2. That the Respondents are ordered to pay the costs of this application jointly and severally, the one paying the other to be absolved;
3. Further and/or alternative relief;'
[2] The facts recorded by the Applicant which are in dispute are that it is the owner of the two properties described in paragraph 1 above and in support of this contention attached a copy of the tittle deed. After purchasing the property, a settlement agreement was concluded with the previous occupant of the property, Nikesh Roopchand, where it was agreed that he would vacate the premises by 31 December 2016. Consequently , on 10 January 2017 Lerry Holm, a director of the Applicant who deposed to its founding affidavit went to the premises with his attorney Dean Pierre Merrick Petit of Brogan and Olivier Attorneys to confirm that Roopchand had vacated from the premises.
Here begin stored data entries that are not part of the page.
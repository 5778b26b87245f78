//! `git-backup` — keep backup clones of a directory in sync through git.
//!
//! # Overview
//!
//! A *source* directory is a git repository; each of its *destinations* is a
//! clone whose `origin` is the source's `.git` directory.  `commit` records
//! every new file in the source and fast-forwards all destinations.  Which
//! destinations belong to which source is kept in a flat JSON file.
//!
//! # Usage
//!
//! ```text
//! git-backup init ./docs /mnt/a/docs /mnt/b/docs   # set up source + 2 destinations
//! git-backup init -a ./docs /mnt/c/docs            # add a third destination
//! git-backup init -f ./docs /mnt/d/docs            # replace the destination list
//! git-backup commit                                # commit + sync (prompts if several sources)
//! git-backup commit ./docs                         # commit + sync one source
//! git-backup info                                  # show sync state
//! ```
//!
//! # Module layout
//!
//! | Module                   | Responsibility                              |
//! |--------------------------|---------------------------------------------|
//! | [`cli`]                  | Argument types parsed by clap               |
//! | [`config`]               | `Settings` struct + TOML loader             |
//! | [`store`]                | JSON source → destinations mapping          |
//! | [`repo`]                 | git2 wrapper: init, commit, fetch, pull     |
//! | [`picker`]               | Choosing a source when none was given       |
//! | [`ui`]                   | Spinner, step lines, warnings               |
//! | [`commands::init`]       | `git-backup init` subcommand                |
//! | [`commands::commit`]     | `git-backup commit` subcommand              |
//! | [`commands::info`]       | `git-backup info` subcommand                |

mod cli;
mod commands;
mod config;
mod picker;
mod repo;
mod store;
mod ui;

use anyhow::Result;
use clap::Parser;
use cli::{Cli, Subcommand};
use commands::{commit::CommitOutcome, init::InitOutcome};
use picker::InteractivePicker;
use store::Store;

fn main() -> Result<()> {
    let cli = Cli::parse();
    let settings = config::load_merged(&cli.config)?;

    let store_path = cli.store.clone().unwrap_or_else(|| settings.store.clone());
    let store = Store::open(store_path)?;

    match &cli.command {
        Subcommand::Init(args) => {
            if let InitOutcome::Completed { skipped } =
                commands::init::run(args, &settings, &store)?
            {
                if !skipped.is_empty() {
                    ui::note(format!("Left unmanaged: {}", skipped.join(", ")));
                }
                ui::finish("Setup complete!");
            }
        },
        Subcommand::Commit(args) => {
            let outcome =
                commands::commit::run(args.source.as_deref(), &settings, &store, &InteractivePicker)?;
            if let CommitOutcome::Synced {
                source,
                added,
                updated,
            } = outcome
            {
                ui::finish(format!(
                    "Backup committed and synced! {source}: {added} new file(s), \
                     {updated} destination(s) updated."
                ));
            }
        },
        Subcommand::Info => {
            commands::info::run(&store)?;
        },
    }

    Ok(())
}
impl BackupRepo {
    pub fn open(path: &Path) -> Result<Self, RepoError> {
        Ok(Self {
            repo: Repository::open(path)?,
            path: path.to_path_buf(),
        })
    }

    /// Create an empty repository at `path`.  The directory must exist.
    pub fn init(path: &Path) -> Result<Self, RepoError> {
        Ok(Self {
            repo: Repository::init(path)?,
            path: path.to_path_buf(),
        })
    }

    pub fn path(&self) -> &Path {
        &self.path
    }

    /// `file://` URL of this repository's `.git` directory, suitable as a
    /// remote for another local repository.
    pub fn file_url(&self) -> Result<String, RepoError> {
        let git_dir = std::fs::canonicalize(self.repo.path())?;
        Ok(format!("file://{}", git_dir.display()))
    }

    /// Every untracked, non-ignored file, including files inside untracked
    /// directories.  File names need not be valid UTF-8.
    pub fn untracked_files(&self) -> Result<Untracked, RepoError> {
        let mut opts = StatusOptions::new();
        opts.include_untracked(true)
            .recurse_untracked_dirs(true)
            .include_ignored(false);

        let statuses = self.repo.statuses(Some(&mut opts))?;
        let mut untracked = Untracked::default();
        for entry in statuses.iter() {
            if !entry.status().contains(Status::WT_NEW) {
                continue;
            }
            let bytes = entry.path_bytes();
            match bytes.strip_suffix(b"/") {
                Some(dir) => untracked.nested_repos.push(path_from_bytes(dir)),
                None => untracked.files.push(path_from_bytes(bytes)),
            }
        }
        Ok(untracked)
    }

    /// `true` if `ancestor` is `commit` or part of its history.  A commit
    /// this repository does not have is never an ancestor.
    pub fn contains(&self, commit: git2::Oid, ancestor: git2::Oid) -> Result<bool, RepoError> {
        if commit == ancestor {
            return Ok(true);
        }
        if self.repo.find_commit(ancestor).is_err() {
            return Ok(false);
        }
        Ok(self.repo.graph_descendant_of(commit, ancestor)?)
    }

    /// Stage `paths` (relative to the work tree) and commit the resulting
    /// index on top of HEAD.  Files already tracked but not listed keep
    /// whatever version the index holds.  The commit is made even when
    /// `paths` is empty.
    pub fn commit_paths(
        &self,
        paths: &[PathBuf],
        message: &str,
        identity: &Identity,
    ) -> Result<git2::Oid, RepoError> {
        let mut index = self.repo.index()?;
        for path in paths {
            index.add_path(path)?;
        }
        index.write()?;

        let tree = self.repo.find_tree(index.write_tree()?)?;
        let signature = self.signature(identity)?;
        let parent = self.head_commit()?;
        let parents: Vec<&git2::Commit<'_>> = parent.iter().collect();

        Ok(self.repo.commit(
            Some("HEAD"),
            &signature,
            &signature,
            message,
            &tree,
            &parents,
        )?)
    }

    /// Name of the branch HEAD points at.  Works on an unborn HEAD too.
    pub fn current_branch(&self) -> Result<String, RepoError> {
        let head = self.repo.find_reference("HEAD")?;
        head.symbolic_target()
            .and_then(|target| target.strip_prefix("refs/heads/"))
            .map(str::to_string)
            .ok_or_else(|| RepoError::DetachedHead(self.path.clone()))
    }

    /// Add remote `name` pointing at `url` and fetch it.
    pub fn add_remote_and_fetch(&self, name: &str, url: &str) -> Result<(), RepoError> {
        let mut remote = self.repo.remote(name, url)?;
        let refspecs: [&str; 0] = [];
        remote.fetch(&refspecs, None, None)?;
        Ok(())
    }

    /// Create local `branch` at `<remote>/<branch>`, make it track that
    /// remote branch, and check it out.
    pub fn checkout_tracking(&self, remote: &str, branch: &str) -> Result<(), RepoError> {
        let upstream = format!("{remote}/{branch}");
        let commit = self
            .repo
            .find_branch(&upstream, BranchType::Remote)?
            .get()
            .peel_to_commit()?;

        let mut local = self.repo.branch(branch, &commit, false)?;
        local.set_upstream(Some(upstream.as_str()))?;

        self.repo.set_head(&format!("refs/heads/{branch}"))?;
        self.repo.checkout_head(Some(CheckoutBuilder::new().force()))?;
        Ok(())
    }

    /// Fetch the current branch's upstream remote and fast-forward to it.
    ///
    /// Returns `true` if HEAD moved.
    pub fn pull(&self) -> Result<bool, RepoError> {
        let branch = self.current_branch()?;
        let local_ref = format!("refs/heads/{branch}");

        let remote_name = self
            .repo
            .branch_upstream_remote(&local_ref)
            .ok()
            .and_then(|buf| buf.as_str().map(str::to_string))
            .ok_or_else(|| RepoError::NoUpstream {
                repo: self.path.clone(),
                branch: branch.clone(),
            })?;

        let mut remote = self.repo.find_remote(&remote_name)?;
        let refspecs: [&str; 0] = [];
        remote.fetch(&refspecs, None, None)?;

        let upstream = self.repo.find_branch(&branch, BranchType::Local)?.upstream()?;
        let target = self.repo.reference_to_annotated_commit(upstream.get())?;

        let (analysis, _) = self.repo.merge_analysis(&[&target])?;
        if analysis.is_up_to_date() {
            return Ok(false);
        }
        if !analysis.is_fast_forward() {
            return Err(RepoError::NotFastForward(self.path.clone()));
        }

        self.repo
            .find_reference(&local_ref)?
            .set_target(target.id(), "pull: fast-forward")?;
        self.repo.set_head(&local_ref)?;
        self.repo.checkout_head(Some(CheckoutBuilder::new().force()))?;
        Ok(true)
    }

    pub fn head_info(&self) -> Result<HeadInfo, RepoError> {
        let branch = self.current_branch().ok();
        let commit = self.head_commit()?;
        Ok(HeadInfo {
            branch,
            commit: commit.as_ref().map(git2::Commit::id),
            summary: commit
                .as_ref()
                .and_then(|c| c.summary().map(str::to_string)),
        })
    }

    fn head_commit(&self) -> Result<Option<git2::Commit<'_>>, RepoError> {
        match self.repo.head() {
            Ok(head) => Ok(Some(head.peel_to_commit()?)),
            Err(e) if matches!(e.code(), ErrorCode::UnbornBranch | ErrorCode::NotFound) => {
                Ok(None)
            },
            Err(e) => Err(e.into()),
        }
    }

    /// git's configured identity, or the fallback from settings.
    fn signature(&self, fallback: &Identity) -> Result<Signature<'static>, RepoError> {
        match self.repo.signature() {
            Ok(sig) => Ok(sig),
            Err(_) => Ok(Signature::now(&fallback.name, &fallback.email)?),
        }
    }
}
The Respondents agree that Holm visited the premises but aver that he was alone.
[3] On arrival at the premises, the First Respondent introduced himself and said he was the owner of the Second Respondent. According to Holme, it was apparent that the Respondents were conducting their transportation business from the premises. They were surprised to find the Respondents there as they had no right of occupation. When they raised this with the First Respondent, he admitted it. The First Respondent however avers that the Applicant was aware of the Second Respondent's business operated in the premises since they had been carrying on business from those premises for a period of a year.
[4] The Applicant avers that the Respondents confirmed that they were aware that they had no right of occupation but had nowhere else to go. They requested that they be allowed to remain in occupation and offered to pay rent. This offer was rejected and the Respondents given until 23 January 2017 to vacate the premises. An email confirmation was sent by Petit, the Applicant's attorney who deposed to a confirmatory affidavit, annexure LH3.
[5] The Respondents did not respond to this in their answering affidavit but instead introduced a new version where it contends that the Applicant was aware that it had concluded a lease agreement with Roopchund terminating January 2019 after Roopchund informed the First Respondent that he had purchased the property and was awaiting transfer from the Applicant. The First Respondent contends further that the Applicant had indicated that it was unhappy with the rental amount payable and wanted to renegotiate an increase in amount and the duration of the lease.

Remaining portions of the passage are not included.